O curso superior que mais cresce no Brasil não é medicina nem direito

Em dez anos, o ensino a distância passou de 26% para 73% dos novos alunos no Brasil. Entenda o que mudou e o que os dados revelam sobre o futuro da educação

Fonte: Da redação

O Brasil chegou a 10,23 milhões de estudantes matriculados no ensino superior em 2024, mas o dado que mais chama atenção no novo levantamento do Semesp não é o número de alunos — é a velocidade com que o ensino a distância tomou o lugar que era do curso noturno presencial.

Em 10 anos, a virada foi completa. Em 2014, o presencial noturno respondia por 53,2% dos ingressantes no ensino superior. A EAD representava menos de um terço. Hoje o cenário está invertido: o noturno caiu para 18,2% e a EAD alcançou 73,5% dos novos alunos. O trabalhador que antes saía do emprego direto para a sala de aula agora estuda no celular, no horário que consegue.

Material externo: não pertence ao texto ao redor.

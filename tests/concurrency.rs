use std::sync::{Arc, Barrier};
use std::thread;

use chrono::{DateTime, TimeZone, Utc};
use micro_lending_rs::{
    LendingConfig, LendingEngine, LendingError, LendingStore, LoanApplication, LoanStatus, MemoryStore, Money,
    Role, SafeTimeProvider, TimeSource, UnitOfWork,
};
use pretty_assertions::assert_eq;
use rust_decimal_macros::dec;

fn start() -> DateTime<Utc> {
    Utc.with_ymd_and_hms(2024, 1, 1, 0, 0, 0).unwrap()
}

#[test]
fn test_racing_lenders_fund_a_loan_once() {
    let time = SafeTimeProvider::new(TimeSource::Test(start()));
    let engine = Arc::new(LendingEngine::new(MemoryStore::new(), LendingConfig::standard()).unwrap());

    let admin = engine.register_user("Admin", "admin@example.com", Role::Admin, &time).unwrap().id;
    let borrower = engine.register_user("Nila", "nila@example.com", Role::Borrower, &time).unwrap().id;
    engine.verify_user(admin, borrower, true, &time).unwrap();

    let lenders: Vec<_> = (0..6)
        .map(|i| {
            let id = engine
                .register_user(&format!("Lender {}", i), &format!("lender{}@example.com", i), Role::Lender, &time)
                .unwrap()
                .id;
            engine.top_up(id, Money::from_major(20_000), &time).unwrap();
            id
        })
        .collect();

    let loan = engine
        .apply(
            borrower,
            LoanApplication {
                amount: Money::from_major(10_000),
                interest_rate: dec!(15),
                tenure_months: 10,
                purpose: "auto rickshaw".to_string(),
                description: None,
            },
            &time,
        )
        .unwrap()
        .value;
    engine.approve(admin, loan.id, None, &time).unwrap();

    let barrier = Arc::new(Barrier::new(lenders.len()));
    let handles: Vec<_> = lenders
        .iter()
        .copied()
        .map(|lender| {
            let engine = Arc::clone(&engine);
            let barrier = Arc::clone(&barrier);
            let loan_id = loan.id;
            thread::spawn(move || {
                let time = SafeTimeProvider::new(TimeSource::Test(start()));
                barrier.wait();
                engine.fund(lender, loan_id, &time).map(|o| o.value)
            })
        })
        .collect();

    let results: Vec<_> = handles.into_iter().map(|h| h.join().unwrap()).collect();
    let winners = results.iter().filter(|r| r.is_ok()).count();
    assert_eq!(winners, 1);
    for result in &results {
        if let Err(err) = result {
            assert!(
                matches!(err, LendingError::Conflict { .. } | LendingError::InvalidStateTransition { .. }),
                "unexpected error: {:?}",
                err
            );
        }
    }

    // the borrower was credited exactly once and exactly one lender paid
    let borrower = engine.user(borrower).unwrap();
    assert_eq!(borrower.wallet, Money::from_major(10_000));
    assert_eq!(borrower.active_loans_count, 1);

    let debited: Vec<_> = lenders
        .iter()
        .filter(|id| engine.user(**id).unwrap().wallet == Money::from_major(10_000))
        .collect();
    assert_eq!(debited.len(), 1);

    let stored = engine.store().loan(loan.id).unwrap();
    assert_eq!(stored.status, LoanStatus::Active);
    assert_eq!(stored.lender, Some(*debited[0]));
}

#[test]
fn test_stale_loan_snapshot_is_rejected_at_commit() {
    let time = SafeTimeProvider::new(TimeSource::Test(start()));
    let engine = LendingEngine::new(MemoryStore::new(), LendingConfig::standard()).unwrap();
    let admin = engine.register_user("Admin", "admin@example.com", Role::Admin, &time).unwrap().id;
    let borrower = engine.register_user("Isha", "isha@example.com", Role::Borrower, &time).unwrap().id;
    engine.verify_user(admin, borrower, true, &time).unwrap();
    let loan = engine
        .apply(
            borrower,
            LoanApplication {
                amount: Money::from_major(4_000),
                interest_rate: dec!(18),
                tenure_months: 4,
                purpose: "stall repairs".to_string(),
                description: None,
            },
            &time,
        )
        .unwrap()
        .value;

    // a caller holding the pending snapshot loses to the approval
    let stale = engine.store().loan(loan.id).unwrap();
    engine.approve(admin, loan.id, None, &time).unwrap();

    let mut rewrite = stale;
    rewrite.purpose = "something else".to_string();
    let mut work = UnitOfWork::new();
    work.stage_loan(rewrite);
    let err = engine.store().commit(work).unwrap_err();

    assert!(err.is_conflict());
    let stored = engine.store().loan(loan.id).unwrap();
    assert_eq!(stored.status, LoanStatus::Approved);
    assert_eq!(stored.purpose, "stall repairs");
}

O movimento diz muito sobre quem são os estudantes brasileiros. Na EAD, apenas 26,1% têm até 24 anos. A maioria tem entre 30 e 49 anos — adultos que conciliam estudo, trabalho e, em muitos casos, família. No presencial, o perfil continua jovem: 61,9% dos matriculados na rede privada têm até 24 anos.

O setor privado domina esse mercado de forma absoluta. Responde por 79,8% de todas as matrículas do país e por 97,3% dos novos alunos da EAD. As instituições com fins lucrativos representam 58% das faculdades brasileiras e foram as principais responsáveis pela expansão da modalidade a distância, oferecendo mensalidades mais baixas e chegando a regiões onde não havia campus físico.

Entre os cursos, a área de Computação e Tecnologias da Informação foi a que mais cresceu. No presencial privado, o aumento foi de 9,2% entre 2023 e 2024. Na EAD, o crescimento chegou a 12,5%. A tecnologia puxa o interesse dos estudantes enquanto outras áreas perdem espaço.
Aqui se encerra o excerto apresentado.